Цезаря больше нет, но есть его сын, и мать не имеет права предаваться тоске и унынию, потому что это выйдет боком Цезариону.
Однако потеря Цезаря оказалась не единственной, за время пути она потеряла второго ребенка от диктатора, которого уже носила в себе. Пережив и это, в гавани Александрии на берег сошла совсем другая Клеопатра, не та восторженная, легкомысленная, хотя и хитрая девчонка, которая уплывала в Рим к Цезарю, чтобы представить их сына.
Клеопатра словно родилась заново, ее служанка Хармиона с радостью наблюдала, как хозяйка, вцепившись руками в поручни, буквально пожирает глазами выраставшее из морских волн огромное здание Фаросского маяка Александрии. А вот и белоснежные стены дворца на мысе Лохиас. Дома! Какое это чудесное слово — дом.
Множество судов со всего света привычно заполняли торговую гавань Александрии, в царской гавани кораблей поменьше, но Клеопатра с удовольствием пересчитала военные суда, стоявшие на якоре. У нее сильный флот, но можно и сильней. Будучи в Риме, царица многому научилась, она не только устраивала пиры, выступала в сенате или миловалась с Цезарем в спальне, она ходила по Риму, смотрела, слушала, читала, беседовала, пытаясь понять, как римлянам удалось построить такой город на болотах, почему Рим столь силен, разгадать загадку силы Рима.
Убедилась, что Александрия построена куда толковей, убедила Цезаря ввести новый календарь по типу египетского солнечного, уговорила начать осушение многочисленных болот вокруг города, почистить Большую Клоаку — подземный сточный канал Рима, начать строительство каменного моста взамен деревянного, насадить новые аллеи в садах на Яникуле… Клеопатра на многое подвигла Цезаря и немало пожертвовала средств, чтобы ее задумки можно было реализовать, но Рим не просто не оценил, ее участие пришлось даже скрывать, чтобы противодействие не оказалось слишком сильным. Надменный Рим не желал принимать помощь от египетской царицы ни в каком виде!
— Глупцы! — злилась Клеопатра. — Я могла бы выстелить золотом улицы их надменного города, очистить окрестности, осушить болота и поставить фонтаны на каждом перекрестке!
Могла бы, только Рим этого не захотел.
В Александрии сразу закрутили дела. Сообщив в Мемфис, что вернулась, Клеопатра попросила привезти маленького Цезариона из храма Птаха, где он жил у верховного жреца Пшерени-Птаха в целях безопасности.

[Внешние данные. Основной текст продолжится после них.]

use rust_xlsxwriter::{Format, Workbook, Worksheet, XlsxError};

use crate::domain::entities::cell::{CellValue, SerialDateTime};
use crate::domain::entities::workbook::NamedSheet;

const DATETIME_FORMAT: &str = "yyyy-mm-dd hh:mm:ss";
const DATE_FORMAT: &str = "yyyy-mm-dd";
const TIME_FORMAT: &str = "hh:mm:ss";

/// Number formats that make readers see serials as dates rather than plain numbers.
pub(crate) struct DateFormats {
    datetime: Format,
    date: Format,
    time: Format,
}

impl DateFormats {
    pub(crate) fn new() -> Self {
        Self {
            datetime: Format::new().set_num_format(DATETIME_FORMAT),
            date: Format::new().set_num_format(DATE_FORMAT),
            time: Format::new().set_num_format(TIME_FORMAT),
        }
    }

    pub(crate) fn for_serial(&self, value: SerialDateTime) -> &Format {
        if value.is_time_only() {
            &self.time
        } else if value.has_time() {
            &self.datetime
        } else {
            &self.date
        }
    }
}

/// Serializes the sheets, in order, into xlsx bytes. Nothing touches the disk here.
pub fn workbook_to_bytes(sheets: &[NamedSheet]) -> Result<Vec<u8>, XlsxError> {
    let mut workbook = Workbook::new();
    let date_formats = DateFormats::new();

    for sheet in sheets {
        let worksheet = workbook.add_worksheet();
        worksheet.set_name(&sheet.name)?;

        let (row_origin, col_origin) = sheet.grid.origin;
        for (row_idx, row) in sheet.grid.rows.iter().enumerate() {
            let row_num = row_origin + row_idx as u32;
            for (col_idx, cell) in row.iter().enumerate() {
                let col_num = u16::try_from(col_origin as usize + col_idx).map_err(|_| {
                    XlsxError::ParameterError(format!(
                        "column {} of sheet '{}' is beyond the xlsx limit",
                        col_origin as usize + col_idx,
                        sheet.name
                    ))
                })?;
                write_cell(worksheet, row_num, col_num, cell, &date_formats)?;
            }
        }
    }

    workbook.save_to_buffer()
}

fn write_cell(
    worksheet: &mut Worksheet,
    row: u32,
    col: u16,
    cell: &CellValue,
    date_formats: &DateFormats,
) -> Result<(), XlsxError> {
    match cell {
        CellValue::Empty => {}
        CellValue::Text(v) => {
            worksheet.write_string(row, col, v)?;
        }
        CellValue::Number(v) => {
            worksheet.write_number(row, col, *v)?;
        }
        CellValue::Bool(v) => {
            worksheet.write_boolean(row, col, *v)?;
        }
        CellValue::DateTime(v) => {
            let format = date_formats.for_serial(*v);
            worksheet.write_number_with_format(row, col, v.serial(), format)?;
        }
    }
    Ok(())
}
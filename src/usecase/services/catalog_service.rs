use std::path::Path;
use std::sync::Arc;

use tracing::info;

use crate::domain::entities::table::Table;
use crate::domain::entities::workbook::{
    same_sheet_name, sheet_position, validate_sheet_name, NamedSheet,
};
use crate::error::{CoreError, CoreResult};
use crate::usecase::ports::store::WorkbookStore;
use crate::usecase::services::save_service::SaveService;

/// Workbook-level sheet management built on merge-save.
pub struct CatalogService {
    saver: SaveService,
}

impl CatalogService {
    pub fn new(store: Arc<dyn WorkbookStore>) -> Self {
        Self {
            saver: SaveService::new(store),
        }
    }

    pub fn add_sheet(&self, path: &Path, name: &str) -> CoreResult<()> {
        validate_sheet_name(name)?;
        self.saver.rewrite(path, |sheets| {
            if sheet_position(sheets, name).is_some() {
                return Err(CoreError::DuplicateName {
                    name: name.to_string(),
                });
            }
            sheets.push(NamedSheet::from_table(name, &Table::empty()));
            Ok(())
        })?;
        info!(path = %path.display(), sheet = name, "added sheet");
        Ok(())
    }

    pub fn delete_sheet(&self, path: &Path, name: &str) -> CoreResult<()> {
        self.saver.rewrite(path, |sheets| {
            let idx = sheet_position(sheets, name).ok_or_else(|| CoreError::SheetNotFound {
                path: path.to_path_buf(),
                sheet: name.to_string(),
            })?;
            if sheets.len() == 1 {
                return Err(CoreError::LastSheet {
                    sheet: name.to_string(),
                });
            }
            sheets.remove(idx);
            Ok(())
        })?;
        info!(path = %path.display(), sheet = name, "deleted sheet");
        Ok(())
    }

    /// Renames in place; the sheet keeps its position and contents.
    pub fn rename_sheet(&self, path: &Path, from: &str, to: &str) -> CoreResult<()> {
        validate_sheet_name(to)?;
        self.saver.rewrite(path, |sheets| {
            let idx = sheet_position(sheets, from).ok_or_else(|| CoreError::SheetNotFound {
                path: path.to_path_buf(),
                sheet: from.to_string(),
            })?;
            let clash = sheets
                .iter()
                .enumerate()
                .any(|(pos, sheet)| pos != idx && same_sheet_name(&sheet.name, to));
            if clash {
                return Err(CoreError::DuplicateName {
                    name: to.to_string(),
                });
            }
            sheets[idx].name = to.to_string();
            Ok(())
        })?;
        info!(path = %path.display(), from, to, "renamed sheet");
        Ok(())
    }
}
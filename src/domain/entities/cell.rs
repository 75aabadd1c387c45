use std::fmt;

use chrono::{Duration, NaiveDate, NaiveDateTime, NaiveTime};

const DATETIME_DISPLAY: &str = "%Y-%m-%d %H:%M:%S";
const MS_PER_DAY: f64 = 86_400_000.0;
/// Serial of 1900-03-01; below it the 1900 system counts the fictitious 1900-02-29.
const FIRST_SERIAL_AFTER_LEAP_BUG: f64 = 61.0;
/// Days between the 1900 and 1904 date systems.
pub const EPOCH_1904_OFFSET: f64 = 1462.0;

/// A date or time held as its serial number in the 1900 date system, the way xlsx stores it.
///
/// The serial is the source of truth, so a value read from a file is written back bit for bit.
#[derive(Debug, Clone, Copy, PartialEq)]
pub struct SerialDateTime(f64);

impl SerialDateTime {
    pub fn from_serial(serial: f64) -> Self {
        Self(serial)
    }

    /// Serial from the 1904 date system, shifted into the 1900 system.
    pub fn from_1904_serial(serial: f64) -> Self {
        Self(serial + EPOCH_1904_OFFSET)
    }

    pub fn from_naive(value: NaiveDateTime) -> Self {
        let after_leap_bug = value.date() >= leap_bug_end();
        let epoch = serial_epoch(after_leap_bug);
        let millis = (value - epoch).num_milliseconds();
        Self(millis as f64 / MS_PER_DAY)
    }

    pub fn serial(self) -> f64 {
        self.0
    }

    /// Calendar reading of the serial, to the millisecond.
    pub fn to_naive(self) -> Option<NaiveDateTime> {
        if !self.0.is_finite() {
            return None;
        }
        let epoch = serial_epoch(self.0 >= FIRST_SERIAL_AFTER_LEAP_BUG);
        let millis = (self.0 * MS_PER_DAY).round();
        if millis.abs() > i64::MAX as f64 / 2.0 {
            return None;
        }
        epoch.checked_add_signed(Duration::milliseconds(millis as i64))
    }

    /// Serials below one day carry no date part.
    pub fn is_time_only(self) -> bool {
        self.0 >= 0.0 && self.0 < 1.0
    }

    pub fn has_time(self) -> bool {
        (self.0.fract() * MS_PER_DAY).round() != 0.0
    }
}

fn leap_bug_end() -> NaiveDate {
    NaiveDate::from_ymd_opt(1900, 3, 1).unwrap_or(NaiveDate::MIN)
}

fn serial_epoch(after_leap_bug: bool) -> NaiveDateTime {
    let day = if after_leap_bug { 30 } else { 31 };
    NaiveDate::from_ymd_opt(1899, 12, day)
        .unwrap_or(NaiveDate::MIN)
        .and_time(NaiveTime::MIN)
}

/// A scalar cell value as it travels between workbook files and tables.
#[derive(Debug, Clone, PartialEq, Default)]
pub enum CellValue {
    #[default]
    Empty,
    Text(String),
    Number(f64),
    Bool(bool),
    DateTime(SerialDateTime),
}

impl CellValue {
    /// Empty text collapses to `Empty` so both spellings of "no value" compare equal.
    pub fn text(value: impl Into<String>) -> Self {
        let value = value.into();
        if value.is_empty() {
            CellValue::Empty
        } else {
            CellValue::Text(value)
        }
    }

    pub fn is_empty(&self) -> bool {
        matches!(self, CellValue::Empty)
    }

    /// Parses ISO 8601 timestamps (`2024-01-31T08:00:00`, `2024-01-31`).
    pub fn from_iso(value: &str) -> Option<Self> {
        let trimmed = value.trim();
        NaiveDateTime::parse_from_str(trimmed, "%Y-%m-%dT%H:%M:%S%.f")
            .or_else(|_| NaiveDateTime::parse_from_str(trimmed, "%Y-%m-%d %H:%M:%S%.f"))
            .ok()
            .or_else(|| {
                NaiveDate::parse_from_str(trimmed, "%Y-%m-%d")
                    .ok()
                    .and_then(|date| date.and_hms_opt(0, 0, 0))
            })
            .map(CellValue::from)
    }
}

impl fmt::Display for CellValue {
    fn fmt(&self, f: &mut fmt::Formatter<'_>) -> fmt::Result {
        match self {
            CellValue::Empty => Ok(()),
            CellValue::Text(v) => f.write_str(v),
            CellValue::Number(v) => write!(f, "{v}"),
            CellValue::Bool(v) => write!(f, "{v}"),
            CellValue::DateTime(v) => match v.to_naive() {
                Some(dt) => write!(f, "{}", dt.format(DATETIME_DISPLAY)),
                None => write!(f, "{}", v.serial()),
            },
        }
    }
}

impl From<&str> for CellValue {
    fn from(value: &str) -> Self {
        CellValue::text(value)
    }
}

impl From<String> for CellValue {
    fn from(value: String) -> Self {
        CellValue::text(value)
    }
}

impl From<f64> for CellValue {
    fn from(value: f64) -> Self {
        CellValue::Number(value)
    }
}

impl From<i64> for CellValue {
    fn from(value: i64) -> Self {
        CellValue::Number(value as f64)
    }
}

impl From<bool> for CellValue {
    fn from(value: bool) -> Self {
        CellValue::Bool(value)
    }
}

impl From<NaiveDateTime> for CellValue {
    fn from(value: NaiveDateTime) -> Self {
        CellValue::DateTime(SerialDateTime::from_naive(value))
    }
}
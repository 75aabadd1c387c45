use std::collections::{BTreeSet, HashMap};

use crate::domain::entities::cell::CellValue;

/// Addresses a cell by position and by the column name it had when the edit was staged.
#[derive(Debug, Clone, PartialEq, Eq, Hash)]
pub struct CellKey {
    pub row_idx: usize,
    pub col_idx: usize,
    pub column: String,
}

/// Cell-level edits collected by a grid view before they are folded into a table.
#[derive(Debug, Clone, Default)]
pub struct StagedEdits {
    pub staged_cells: HashMap<CellKey, CellValue>,
    pub deleted_rows: BTreeSet<usize>,
    pub added_rows: Vec<Vec<CellValue>>,
}

impl StagedEdits {
    pub fn is_empty(&self) -> bool {
        self.staged_cells.is_empty() && self.deleted_rows.is_empty() && self.added_rows.is_empty()
    }

    pub fn stage_cell(
        &mut self,
        row_idx: usize,
        col_idx: usize,
        column: impl Into<String>,
        value: impl Into<CellValue>,
    ) {
        self.staged_cells.insert(
            CellKey {
                row_idx,
                col_idx,
                column: column.into(),
            },
            value.into(),
        );
    }
}
pub mod csv;
pub mod xlsx;
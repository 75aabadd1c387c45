use std::path::Path;
use std::sync::Arc;

use tracing::debug;

use crate::domain::entities::table::Table;
use crate::error::CoreResult;
use crate::usecase::ports::store::WorkbookStore;

pub struct SheetService {
    store: Arc<dyn WorkbookStore>,
}

impl SheetService {
    pub fn new(store: Arc<dyn WorkbookStore>) -> Self {
        Self { store }
    }

    pub fn list_sheets(&self, path: &Path) -> CoreResult<Vec<String>> {
        self.store.list_sheets(path)
    }

    /// Loads one sheet as a table; an empty sheet gives a table with no columns and no rows.
    pub fn load_sheet(&self, path: &Path, sheet: &str) -> CoreResult<Table> {
        let grid = self.store.read_sheet(path, sheet)?;
        let table = grid.to_table();
        debug!(
            path = %path.display(),
            sheet,
            columns = table.column_count(),
            rows = table.row_count(),
            "loaded sheet"
        );
        Ok(table)
    }
}
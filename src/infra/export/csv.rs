use crate::domain::entities::workbook::SheetGrid;

/// Renders a grid as csv bytes. The grid's origin offset is materialized as blank cells.
pub fn grid_to_csv_bytes(grid: &SheetGrid) -> std::io::Result<Vec<u8>> {
    let (row_origin, col_origin) = grid.origin;
    let mut writer = csv::WriterBuilder::new()
        .flexible(true)
        .from_writer(Vec::new());

    for _ in 0..row_origin {
        writer.write_record([""])?;
    }
    for row in &grid.rows {
        let record: Vec<String> = std::iter::repeat(String::new())
            .take(col_origin as usize)
            .chain(row.iter().map(ToString::to_string))
            .collect();
        writer.write_record(&record)?;
    }

    writer.into_inner().map_err(|err| err.into_error())
}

— Протарх, Аполлодор, я очень рада вас видеть, но все дела завтра. Потерпите еще день, ведь справлялись столько времени сами. Если, конечно, нет совершенно неотложного.
— Нет, Божественная, ничего срочного нет. Мы рады твоему возвращению.

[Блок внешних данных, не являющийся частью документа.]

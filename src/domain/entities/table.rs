use std::collections::{HashMap, HashSet};

use crate::domain::entities::cell::CellValue;
use crate::domain::entities::edit::{CellKey, StagedEdits};
use crate::error::{CoreError, CoreResult};

/// The editable view of one sheet: named columns and rows of equal width.
///
/// Every structural operation borrows the table and returns a new one, so a failed edit
/// leaves the caller's value as it was.
#[derive(Debug, Clone, PartialEq, Default)]
pub struct Table {
    columns: Vec<String>,
    rows: Vec<Vec<CellValue>>,
}

impl Table {
    pub fn new(columns: Vec<String>, rows: Vec<Vec<CellValue>>) -> CoreResult<Self> {
        let expected = columns.len();
        if let Some((row, found)) = rows
            .iter()
            .enumerate()
            .map(|(idx, row)| (idx, row.len()))
            .find(|(_, len)| *len != expected)
        {
            return Err(CoreError::RowWidth {
                row,
                expected,
                found,
            });
        }
        Ok(Self { columns, rows })
    }

    pub fn empty() -> Self {
        Self::default()
    }

    /// Builds a table from a raw grid whose first row is the header.
    ///
    /// Rows shorter than the header are padded with empty cells; the header is widened to the
    /// longest row so no data is dropped.
    pub fn from_header_and_rows(grid: &[Vec<CellValue>]) -> Self {
        let Some((header, body)) = grid.split_first() else {
            return Self::empty();
        };
        let width = grid.iter().map(Vec::len).max().unwrap_or(0);
        let raw_names: Vec<String> = (0..width)
            .map(|idx| header.get(idx).map(CellValue::to_string).unwrap_or_default())
            .collect();
        let rows = body
            .iter()
            .map(|row| {
                let mut row = row.clone();
                row.resize(width, CellValue::Empty);
                row
            })
            .collect();
        Self {
            columns: disambiguate_headers(&raw_names),
            rows,
        }
    }

    pub fn columns(&self) -> &[String] {
        &self.columns
    }

    pub fn rows(&self) -> &[Vec<CellValue>] {
        &self.rows
    }

    pub fn column_count(&self) -> usize {
        self.columns.len()
    }

    pub fn row_count(&self) -> usize {
        self.rows.len()
    }

    pub fn column_index(&self, name: &str) -> Option<usize> {
        self.columns.iter().position(|column| column == name)
    }

    pub fn cell(&self, row: usize, column: &str) -> Option<&CellValue> {
        let col = self.column_index(column)?;
        self.rows.get(row).and_then(|r| r.get(col))
    }

    pub fn add_column(&self, name: &str) -> CoreResult<Self> {
        if self.column_index(name).is_some() {
            return Err(CoreError::DuplicateName {
                name: name.to_string(),
            });
        }
        let mut next = self.clone();
        next.columns.push(name.to_string());
        for row in &mut next.rows {
            row.push(CellValue::Empty);
        }
        Ok(next)
    }

    pub fn remove_columns<I, S>(&self, names: I) -> Self
    where
        I: IntoIterator<Item = S>,
        S: AsRef<str>,
    {
        let names: HashSet<String> = names
            .into_iter()
            .map(|name| name.as_ref().to_string())
            .collect();
        let keep: Vec<bool> = self
            .columns
            .iter()
            .map(|column| !names.contains(column))
            .collect();

        let columns = self
            .columns
            .iter()
            .zip(&keep)
            .filter(|(_, keep)| **keep)
            .map(|(column, _)| column.clone())
            .collect();
        let rows = self
            .rows
            .iter()
            .map(|row| {
                row.iter()
                    .zip(&keep)
                    .filter(|(_, keep)| **keep)
                    .map(|(cell, _)| cell.clone())
                    .collect()
            })
            .collect();
        Self { columns, rows }
    }

    pub fn rename_column(&self, from: &str, to: &str) -> CoreResult<Self> {
        let idx = self
            .column_index(from)
            .ok_or_else(|| CoreError::ColumnNotFound {
                name: from.to_string(),
            })?;
        if from == to {
            return Ok(self.clone());
        }
        if self.column_index(to).is_some() {
            return Err(CoreError::DuplicateName {
                name: to.to_string(),
            });
        }
        let mut next = self.clone();
        next.columns[idx] = to.to_string();
        Ok(next)
    }

    pub fn add_row(&self) -> Self {
        let mut next = self.clone();
        next.rows.push(vec![CellValue::Empty; self.columns.len()]);
        next
    }

    pub fn remove_row(&self, index: usize) -> CoreResult<Self> {
        if index >= self.rows.len() {
            return Err(CoreError::IndexOutOfRange {
                index,
                len: self.rows.len(),
            });
        }
        let mut next = self.clone();
        next.rows.remove(index);
        Ok(next)
    }

    /// Demotes the current header into the first data row and names the columns
    /// `Column 1..Column N`, counting only positions that had a non-empty name.
    ///
    /// Positions whose original name was empty keep an empty name. This replaces the header
    /// for good; callers should only run it on an explicit user request.
    pub fn promote_header_row(&self) -> Self {
        let header_row: Vec<CellValue> = self
            .columns
            .iter()
            .map(|name| CellValue::text(name.as_str()))
            .collect();

        let mut counter = 0;
        let columns = self
            .columns
            .iter()
            .map(|name| {
                if name.is_empty() {
                    String::new()
                } else {
                    counter += 1;
                    format!("Column {counter}")
                }
            })
            .collect();

        let mut rows = Vec::with_capacity(self.rows.len() + 1);
        rows.push(header_row);
        rows.extend(self.rows.iter().cloned());
        Self { columns, rows }
    }

    /// Folds staged cell edits, deletions and additions into a new table.
    pub fn apply_edits(&self, edits: &StagedEdits) -> Self {
        let width = self.columns.len();
        let mut rows = Vec::with_capacity(self.rows.len() + edits.added_rows.len());
        for (row_idx, row) in self.rows.iter().enumerate() {
            if edits.deleted_rows.contains(&row_idx) {
                continue;
            }
            let mut next_row = row.clone();
            for (col_idx, header) in self.columns.iter().enumerate() {
                if let Some(value) = edits.staged_cells.get(&CellKey {
                    row_idx,
                    col_idx,
                    column: header.clone(),
                }) {
                    next_row[col_idx] = value.clone();
                }
            }
            rows.push(next_row);
        }
        for row in &edits.added_rows {
            let mut row = row.clone();
            row.resize(width, CellValue::Empty);
            rows.push(row);
        }
        Self {
            columns: self.columns.clone(),
            rows,
        }
    }

    /// Header row followed by the data rows, as written to a sheet.
    pub fn to_grid(&self) -> Vec<Vec<CellValue>> {
        if self.columns.is_empty() && self.rows.is_empty() {
            return Vec::new();
        }
        let mut grid = Vec::with_capacity(self.rows.len() + 1);
        grid.push(
            self.columns
                .iter()
                .map(|name| CellValue::text(name.as_str()))
                .collect(),
        );
        grid.extend(self.rows.iter().cloned());
        grid
    }
}

/// Keeps the first occurrence of a name and suffixes the k-th repeat with `" (k)"`.
///
/// If a suffixed name is already taken, k keeps growing until the name is free. Empty names
/// mark unnamed columns and are left as they are.
pub fn disambiguate_headers(raw: &[String]) -> Vec<String> {
    let mut taken: HashSet<String> = HashSet::new();
    let mut repeats: HashMap<&str, usize> = HashMap::new();
    let mut names = Vec::with_capacity(raw.len());

    for name in raw {
        if name.is_empty() || taken.insert(name.clone()) {
            names.push(name.clone());
            continue;
        }
        let count = repeats.entry(name.as_str()).or_insert(0);
        let candidate = loop {
            *count += 1;
            let candidate = format!("{name} ({count})");
            if !taken.contains(&candidate) {
                break candidate;
            }
        };
        taken.insert(candidate.clone());
        names.push(candidate);
    }
    names
}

«Божественная»… так называют ее только в Египте, дома. В Риме никому и в голову бы не пришло обожествлять чужую царицу.
Клеопатра приняла ванну со своими любимыми розовыми лепестками, заметив:
— Хармиона, в Риме розы пахнут куда слабее, тебе не кажется?

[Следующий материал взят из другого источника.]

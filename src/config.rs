use std::env;
use std::path::PathBuf;

use anyhow::{Context, Result};

pub const ROOT_ENV: &str = "DOCDESK_ROOT";
pub const LOG_ENV: &str = "DOCDESK_LOG";
pub const PDF_MAX_BYTES_ENV: &str = "DOCDESK_PDF_MAX_BYTES";

const DEFAULT_ROOT: &str = "./source_files";
const DEFAULT_LOG_FILTER: &str = "info";

#[derive(Debug, Clone, PartialEq, Eq)]
pub struct AppConfig {
    /// Folder whose first- and second-level subfolders are offered for browsing.
    pub root_folder: PathBuf,
    pub log_filter: String,
    /// Largest PDF that will be embedded; `None` means no limit.
    pub pdf_max_bytes: Option<u64>,
}

impl Default for AppConfig {
    fn default() -> Self {
        Self {
            root_folder: PathBuf::from(DEFAULT_ROOT),
            log_filter: DEFAULT_LOG_FILTER.to_string(),
            pdf_max_bytes: None,
        }
    }
}

impl AppConfig {
    pub fn from_env() -> Result<Self> {
        Self::from_lookup(|key| env::var(key).ok())
    }

    /// Builds a config from any key lookup; unset or blank keys keep their defaults.
    pub fn from_lookup(lookup: impl Fn(&str) -> Option<String>) -> Result<Self> {
        let mut config = Self::default();
        let get = |key: &str| lookup(key).filter(|value| !value.trim().is_empty());

        if let Some(root) = get(ROOT_ENV) {
            config.root_folder = PathBuf::from(root);
        }
        if let Some(filter) = get(LOG_ENV) {
            config.log_filter = filter;
        }
        if let Some(raw) = get(PDF_MAX_BYTES_ENV) {
            let limit = raw
                .trim()
                .parse::<u64>()
                .with_context(|| format!("{PDF_MAX_BYTES_ENV} must be a byte count, got '{raw}'"))?;
            config.pdf_max_bytes = Some(limit);
        }
        Ok(config)
    }
}
pub mod browse;
pub mod export;
pub mod fs;
pub mod import;
pub mod pdf;
pub mod store;
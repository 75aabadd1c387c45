pub mod catalog_service;
pub mod save_service;
pub mod sheet_service;
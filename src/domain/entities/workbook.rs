use crate::domain::entities::cell::CellValue;
use crate::domain::entities::table::Table;
use crate::error::{CoreError, CoreResult};

const MAX_SHEET_NAME_CHARS: usize = 31;
const FORBIDDEN_SHEET_CHARS: [char; 7] = ['[', ']', ':', '*', '?', '/', '\\'];

/// A sheet's cells exactly as stored: `origin` is the (row, col) of the first used cell.
#[derive(Debug, Clone, PartialEq, Default)]
pub struct SheetGrid {
    pub origin: (u32, u32),
    pub rows: Vec<Vec<CellValue>>,
}

impl SheetGrid {
    pub fn is_empty(&self) -> bool {
        self.rows.iter().all(|row| row.iter().all(CellValue::is_empty))
    }

    /// Interprets the grid with its first row as the header.
    ///
    /// Blank columns left of the used range become unnamed columns, so a table saved at A1
    /// with an unnamed first column reloads at the same width.
    pub fn to_table(&self) -> Table {
        let lead = self.origin.1 as usize;
        if lead == 0 || self.is_empty() {
            return Table::from_header_and_rows(&self.rows);
        }
        let padded: Vec<Vec<CellValue>> = self
            .rows
            .iter()
            .map(|row| {
                let mut cells = vec![CellValue::Empty; lead];
                cells.extend(row.iter().cloned());
                cells
            })
            .collect();
        Table::from_header_and_rows(&padded)
    }
}

impl From<&Table> for SheetGrid {
    fn from(table: &Table) -> Self {
        SheetGrid {
            origin: (0, 0),
            rows: table.to_grid(),
        }
    }
}

#[derive(Debug, Clone, PartialEq)]
pub struct NamedSheet {
    pub name: String,
    pub grid: SheetGrid,
}

impl NamedSheet {
    pub fn new(name: impl Into<String>, grid: SheetGrid) -> Self {
        Self {
            name: name.into(),
            grid,
        }
    }

    pub fn from_table(name: impl Into<String>, table: &Table) -> Self {
        Self::new(name, SheetGrid::from(table))
    }
}

/// Sheet names compare case-insensitively, as spreadsheet applications do.
pub fn same_sheet_name(a: &str, b: &str) -> bool {
    a.to_lowercase() == b.to_lowercase()
}

pub fn sheet_position(sheets: &[NamedSheet], name: &str) -> Option<usize> {
    sheets
        .iter()
        .position(|sheet| sheet.name == name)
        .or_else(|| sheets.iter().position(|sheet| same_sheet_name(&sheet.name, name)))
}

pub fn validate_sheet_name(name: &str) -> CoreResult<()> {
    let reason = if name.trim().is_empty() {
        Some("name must not be blank")
    } else if name.chars().count() > MAX_SHEET_NAME_CHARS {
        Some("name must be at most 31 characters")
    } else if name.contains(FORBIDDEN_SHEET_CHARS) {
        Some("name must not contain any of [ ] : * ? / \\")
    } else if name.starts_with('\'') || name.ends_with('\'') {
        Some("name must not start or end with an apostrophe")
    } else {
        None
    };

    match reason {
        Some(reason) => Err(CoreError::InvalidSheetName {
            name: name.to_string(),
            reason,
        }),
        None => Ok(()),
    }
}
use anyhow::{anyhow, Result};
use tracing_subscriber::EnvFilter;

/// Installs a fmt subscriber. `RUST_LOG` takes precedence over `default_filter`.
///
/// Returns `Ok(false)` when a global subscriber was already installed.
pub fn init_logging(default_filter: &str) -> Result<bool> {
    let filter = match EnvFilter::try_from_default_env() {
        Ok(filter) => filter,
        Err(_) => EnvFilter::try_new(default_filter)
            .map_err(|err| anyhow!("invalid log filter '{default_filter}': {err}"))?,
    };

    Ok(tracing_subscriber::fmt()
        .with_env_filter(filter)
        .with_target(false)
        .try_init()
        .is_ok())
}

— Конечно, Божественная. Дома все лучше.
Клеопатра тихонько рассмеялась, ее любимая служанка-наперсница тоже стала называть хозяйку Божественной. А как хорошо звучит греческая речь вместо жесткой латыни! Песня, а не речь. Уху приятно, языку тоже…
После ванны в руки рабынь, которые помассируют тело, накинут тонкую тунику, помогут обуться…
А теперь пройтись по дворцу и саду. Вокруг так же, как было, когда сидела взаперти вместе с Цезарем, те же изображения на стенах, та же мозаика на полу, привычные лица слуг, привычное журчание воды в многочисленных фонтанах, легкий ветерок с моря… Нет запаха болот или нечистот, нет криков толпы, как на улицах Рима, нет шума, визга, суеты…
В Александрии тоже есть места, где шумно, например на рынках или в порту, но до дворца эти звуки не доносятся. Дельта Нила тоже болотиста и пахнет не слишком приятно, но постоянный ветерок с моря уносит этот запах в сторону. Те, кто строил огромный дворцовый комплекс, знали свое дело, на мысе Лохиас всегда прохладно и свежо, а запахи только от цветов и деревьев.
Клеопатра спустилась в сад. За два года отсутствия кусты разрослись, но садовники тоже знали свое дело — все в идеальном порядке, ухожено и разумно. Над садом трудились вместе греки и сирийцы, египтяне и киликийцы… Это неважно, кто делает свое дело, лишь бы делал хорошо.